**TASK DATA:**
▬▬▬▬▬▬

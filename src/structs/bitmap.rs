use super::*;
use crate::error::ImageError;
use crate::filesystem::Filesystem;

const BITS_IN_BYTE: u32 = 8;

/// Bitmap block, byte inside it and bit mask for `block`
pub(crate) fn locate(superblock: &Superblock, block: u32) -> (u32, usize, u8) {
    let row = superblock.bmapstart.saturating_add(block / BPB);
    let offset = block % BPB;
    let byte = (offset / BITS_IN_BYTE) as usize;
    let mask = 1u8 << (offset % BITS_IN_BYTE);
    (row, byte, mask)
}

/// Whether the free bitmap marks `block` as allocated
pub fn is_marked(fs: &Filesystem, block: u32) -> Result<bool, ImageError> {
    let (row, byte, mask) = locate(fs.superblock(), block);
    let bitmap = fs.block(row)?;
    Ok(bitmap.data[byte] & mask != 0)
}

/// Modify occupancy of `block` in a writable image
pub(crate) fn set_marked(
    image: &mut [u8],
    superblock: &Superblock,
    block: u32,
    value: bool,
) -> Option<()> {
    let (row, byte, mask) = locate(superblock, block);
    let position = row as usize * BSIZE + byte;
    let chunk = image.get_mut(position)?;
    if value {
        *chunk |= mask;
    } else {
        *chunk &= !mask;
    }
    Some(())
}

▬▬▬▬▬▬

**YOUR GOAL:**
Once the records end, copy them all again exactly.

**RESPONSE AREA:**
filename src/structs/bitmap.rs
use super::*;
use crate::error::ImageError;
use crate::filesystem::Filesystem;

const BITS_IN_BYTE: u32 = 8;

/// Bitmap block, byte inside it and bit mask for `block`
pub(crate) fn locate(superblock: &Superblock, block: u32) -> (u32, usize, u8) {
    let row = superblock.bmapstart.saturating_add(block / BPB);
    let offset = block % BPB;
    let byte = (offset / BITS_IN_BYTE) as usize;
    let mask = 1u8 << (offset % BITS_IN_BYTE);
    (row, byte, mask)
}

/// Whether the free bitmap marks `block` as allocated
pub fn is_marked(fs: &Filesystem, block: u32) -> Result<bool, ImageError> {
    let (row, byte, mask) = locate(fs.superblock(), block);
    let bitmap = fs.block(row)?;
    Ok(bitmap.data[byte] & mask != 0)
}

/// Modify occupancy of `block` in a writable image
pub(crate) fn set_marked(
    image: &mut [u8],
    superblock: &Superblock,
    block: u32,
    value: bool,
) -> Option<()> {
    let (row, byte, mask) = locate(superblock, block);
    let position = row as usize * BSIZE + byte;
    let chunk = image.get_mut(position)?;
    if value {
        *chunk |= mask;
    } else {
        *chunk &= !mask;
    }
    Some(())
}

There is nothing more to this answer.